La normativa unionale è ispirata alla lotta alla pianificazione fiscale aggressiva ed è conforme alle misure adottate dall’Organizzazione per la cooperazione e lo sviluppo economico (Ocse) a livello mondiale per rafforzare la trasparenza fiscale e combattere le pratiche di elusione ed evasione fiscali.

In tale contesto, la direttiva ha previsto lo scambio automatico di informazioni relative ai meccanismi fiscali transfrontalieri, imponendo agli intermediari fiscali un obbligo di comunicazione di informazioni, al fine di scoraggiare l’elaborazione o l’utilizzo di costruzioni di pianificazione fiscale aggressiva. Sul punto, la direttiva 2018/822 ha identificato una serie di operazioni («elementi distintivi») che sono oggetto di segnalazione.

L’obbligo di comunicazione grava ormai su tutti gli intermediari, in considerazione del loro ruolo centrale nell’elaborazione di meccanismi di pianificazione fiscale aggressiva, come constatato in particolare dall’Ocse, di procedere a una notifica presso le autorità fiscali. L’intervento dell’intermediario si pone, dunque, come fondamentale e qualsiasi limitazione pregiudicherebbe gli obiettivi unionali.

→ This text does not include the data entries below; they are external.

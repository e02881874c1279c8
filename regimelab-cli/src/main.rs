//! RegimeLab CLI: fetch prices and build regime feature tables.
//!
//! Commands:
//! - `fetch`: download close prices (Yahoo Finance or synthetic) to CSV
//! - `features`: turn a raw price CSV into a dense feature table
//! - `pipeline`: `fetch` followed by `features`

use anyhow::{bail, Context, Result};
use chrono::{NaiveDate, Utc};
use clap::{Args, Parser, Subcommand};
use regimelab_core::data::{
    default_start, read_table, write_parquet, write_table, DataProvider, MarketDataFetcher,
    SyntheticProvider, YahooProvider,
};
use regimelab_core::fingerprint::RunManifest;
use regimelab_core::{FeatureEngineer, RunConfig, Table};
use std::path::{Path, PathBuf};
use tracing::{info, warn};
use tracing_subscriber::EnvFilter;

#[derive(Parser)]
#[command(
    name = "regimelab",
    about = "RegimeLab CLI: market-regime feature engineering"
)]
struct Cli {
    /// Path to a TOML run config. Flags override values from the file.
    #[arg(long, global = true)]
    config: Option<PathBuf>,

    #[command(subcommand)]
    command: Commands,
}

#[derive(Subcommand)]
enum Commands {
    /// Download close prices for tickers and indices into a wide CSV.
    Fetch(FetchArgs),
    /// Compute the feature table from a raw price CSV.
    Features {
        /// Raw price CSV. Defaults to {raw_dir}/market_data.csv.
        #[arg(long)]
        input_path: Option<PathBuf>,

        #[command(flatten)]
        output: FeatureOutputArgs,
    },
    /// Fetch, then compute features from the fetched data.
    Pipeline {
        #[command(flatten)]
        fetch: FetchArgs,

        #[command(flatten)]
        output: FeatureOutputArgs,
    },
}

#[derive(Args)]
struct FetchArgs {
    /// Stock tickers, comma separated (e.g. AAPL,MSFT).
    #[arg(long, value_delimiter = ',')]
    tickers: Option<Vec<String>>,

    /// Index symbols, comma separated (e.g. SPY,^VIX). Stored as IDX_{symbol}.
    #[arg(long, value_delimiter = ',')]
    indices: Option<Vec<String>>,

    /// Years of history when --start is not given.
    #[arg(long)]
    lookback_years: Option<u32>,

    /// Start date (YYYY-MM-DD).
    #[arg(long)]
    start: Option<NaiveDate>,

    /// End date (YYYY-MM-DD). Defaults to today.
    #[arg(long)]
    end: Option<NaiveDate>,

    /// Directory for market_data.csv.
    #[arg(long)]
    raw_dir: Option<PathBuf>,

    /// Use deterministic synthetic prices instead of Yahoo Finance.
    #[arg(long, default_value_t = false)]
    synthetic: bool,
}

#[derive(Args)]
struct FeatureOutputArgs {
    /// Directory for market_features.csv.
    #[arg(long)]
    output_dir: Option<PathBuf>,

    /// Also write market_features.parquet.
    #[arg(long, default_value_t = false)]
    parquet: bool,
}

fn main() -> Result<()> {
    tracing_subscriber::fmt()
        .with_env_filter(
            EnvFilter::try_from_default_env().unwrap_or_else(|_| EnvFilter::new("info")),
        )
        .with_writer(std::io::stderr)
        .init();

    let cli = Cli::parse();
    let mut config = load_config(cli.config.as_deref())?;

    match cli.command {
        Commands::Fetch(args) => {
            apply_fetch_args(&mut config, &args);
            run_fetch(&config, args.synthetic)?;
        }
        Commands::Features { input_path, output } => {
            apply_output_args(&mut config, &output);
            let input = input_path.unwrap_or_else(|| config.output.raw_path());
            run_features(&config, &input)?;
        }
        Commands::Pipeline { fetch, output } => {
            apply_fetch_args(&mut config, &fetch);
            apply_output_args(&mut config, &output);
            let raw_path = run_fetch(&config, fetch.synthetic)?;
            run_features(&config, &raw_path)?;
        }
    }
    Ok(())
}

fn load_config(path: Option<&Path>) -> Result<RunConfig> {
    match path {
        Some(path) => {
            let config = RunConfig::from_file(path)?;
            info!(path = %path.display(), "loaded config");
            Ok(config)
        }
        None => Ok(RunConfig::default()),
    }
}

fn apply_fetch_args(config: &mut RunConfig, args: &FetchArgs) {
    let acq = &mut config.acquisition;
    if let Some(tickers) = &args.tickers {
        acq.tickers = tickers.clone();
    }
    if let Some(indices) = &args.indices {
        acq.indices = indices.clone();
    }
    if let Some(years) = args.lookback_years {
        acq.lookback_years = years;
    }
    if args.start.is_some() {
        acq.start = args.start;
    }
    if args.end.is_some() {
        acq.end = args.end;
    }
    if let Some(dir) = &args.raw_dir {
        config.output.raw_dir = dir.clone();
    }
}

fn apply_output_args(config: &mut RunConfig, args: &FeatureOutputArgs) {
    if let Some(dir) = &args.output_dir {
        config.output.features_dir = dir.clone();
    }
    if args.parquet {
        config.output.write_parquet = true;
    }
}

/// Download the configured universe and write the raw CSV. Returns its path.
fn run_fetch(config: &RunConfig, synthetic: bool) -> Result<PathBuf> {
    let acq = &config.acquisition;
    if acq.tickers.is_empty() && acq.indices.is_empty() {
        bail!("nothing to fetch: no tickers and no indices configured");
    }

    let today = chrono::Local::now().date_naive();
    let end = acq.end.unwrap_or(today);
    let start = acq
        .start
        .unwrap_or_else(|| default_start(acq.lookback_years, end));
    if start > end {
        bail!("start date {start} is after end date {end}");
    }

    let table = if synthetic {
        fetch_with(SyntheticProvider::default(), config, start, end)?
    } else {
        fetch_with(YahooProvider::new()?, config, start, end)?
    };
    if table.n_rows() == 0 {
        bail!("no price data returned for {start}..{end}");
    }

    let path = config.output.raw_path();
    write_table(&table, &path)?;
    println!(
        "Fetched {} rows x {} columns ({} to {}) -> {}",
        table.n_rows(),
        table.n_cols(),
        start,
        end,
        path.display()
    );
    Ok(path)
}

fn fetch_with<P: DataProvider>(
    provider: P,
    config: &RunConfig,
    start: NaiveDate,
    end: NaiveDate,
) -> Result<Table> {
    let fetcher = MarketDataFetcher::new(provider);
    let table = fetcher.fetch_combined(
        &config.acquisition.tickers,
        &config.acquisition.indices,
        start,
        end,
    )?;
    Ok(table)
}

fn run_features(config: &RunConfig, input: &Path) -> Result<()> {
    let raw = read_table(input).with_context(|| format!("reading {}", input.display()))?;
    let engineer = FeatureEngineer::new(config.features.clone())?;
    let (features, report) = engineer.process_with_report(&raw)?;

    if features.n_rows() == 0 {
        warn!(
            rows_in = report.rows_in,
            "no row has every feature present; history is shorter than the longest window"
        );
    }

    let csv_path = config.output.features_path();
    let parquet_path = csv_path.with_extension("parquet");
    let manifest_path = RunManifest::path_for(&csv_path);
    let manifest = RunManifest::new(&raw, &features, &report, engineer.config(), Utc::now());

    // All outputs or none: a failed write removes the files already written.
    let mut written: Vec<PathBuf> = Vec::new();
    let outcome = (|| -> Result<()> {
        write_table(&features, &csv_path)?;
        written.push(csv_path.clone());
        if config.output.write_parquet {
            write_parquet(&features, &parquet_path)?;
            written.push(parquet_path.clone());
        }
        manifest
            .write(&manifest_path)
            .with_context(|| format!("writing {}", manifest_path.display()))?;
        Ok(())
    })();
    if let Err(e) = outcome {
        for path in &written {
            if let Err(rm) = std::fs::remove_file(path) {
                warn!(path = %path.display(), error = %rm, "could not remove partial output");
            }
        }
        return Err(e);
    }
    if config.output.write_parquet {
        println!("Parquet saved to: {}", parquet_path.display());
    }

    println!(
        "Features: {} rows x {} columns ({} rows dropped) -> {}",
        features.n_rows(),
        features.n_cols(),
        report.rows_dropped(),
        csv_path.display()
    );
    Ok(())
}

La Corte costituzionale belga – su istanza promossa dall’Ordine degli avvocati fiamminghi e dall’Associazione degli avvocati tributaristi belgi – ha rimesso la questione alla Corte di Giustizia, in quanto tale obbligo di comunicazione in capo agli avvocati contrasterebbe con gli articoli 7 e 47 della Carte Ue: i quali affermano che il segreto professionale dell’avvocato è un elemento essenziale dei diritti al rispetto della vita privata e a un equo processo e che il necessario rapporto di fiducia tra il cliente e il suo avvocato può essere mantenuto solo se il primo ha la garanzia che ciò che confiderà al secondo non sarà divulgato.

Il semplice fatto di avvalersi di un avvocato rientrerebbe già nell’ambito di tale segreto. Di conseguenza, un avvocato non può fornire a terzi o a un’autorità alcuna informazione riguardante un meccanismo transfrontaliero, neppure se si limita a fornire un mero parere.

Secondo l’Avvocato Generale, quest’obbligo di comunicazione non violerebbe la Carta Ue, laddove la misura sia “proporzionata”, ossia non ecceda quanto strettamente necessario per conseguire gli obiettivi della direttiva 2018/822. Ad esempio, adottare un sistema astratto che non riveli il nome dell’avvocato consentirebbe di raggiungere l’obiettivo della lotta alla pianificazione fiscale aggressiva rispettando, al contempo, il diritto al segreto professionale e alla vita privata, garantito della Carta Ue.

In conclusione, secondo l’Avvocato Generale, da un lato, includere l’identificazione di un avvocato tra le informazioni da fornire in adempimento dell’obbligo unionale costituisce una violazione dell’articolo 7 della Carta, quando tale avvocato disponga di un’esenzione dalla notifica in ragione del segreto professionale. D’altro lato, la violazione della protezione della vita privata derivante dalla disposizione controversa non comporta, alla luce dello scopo perseguito, un intervento sproporzionato e intollerabile che porrebbe a rischio la sostanza stessa dei diritti garantiti, purché, tuttavia, il nome dell’avvocato-intermediario non venga divulgato alle autorità fiscali.
Ora si attende la pronuncia dei giudici del Lussemburgo.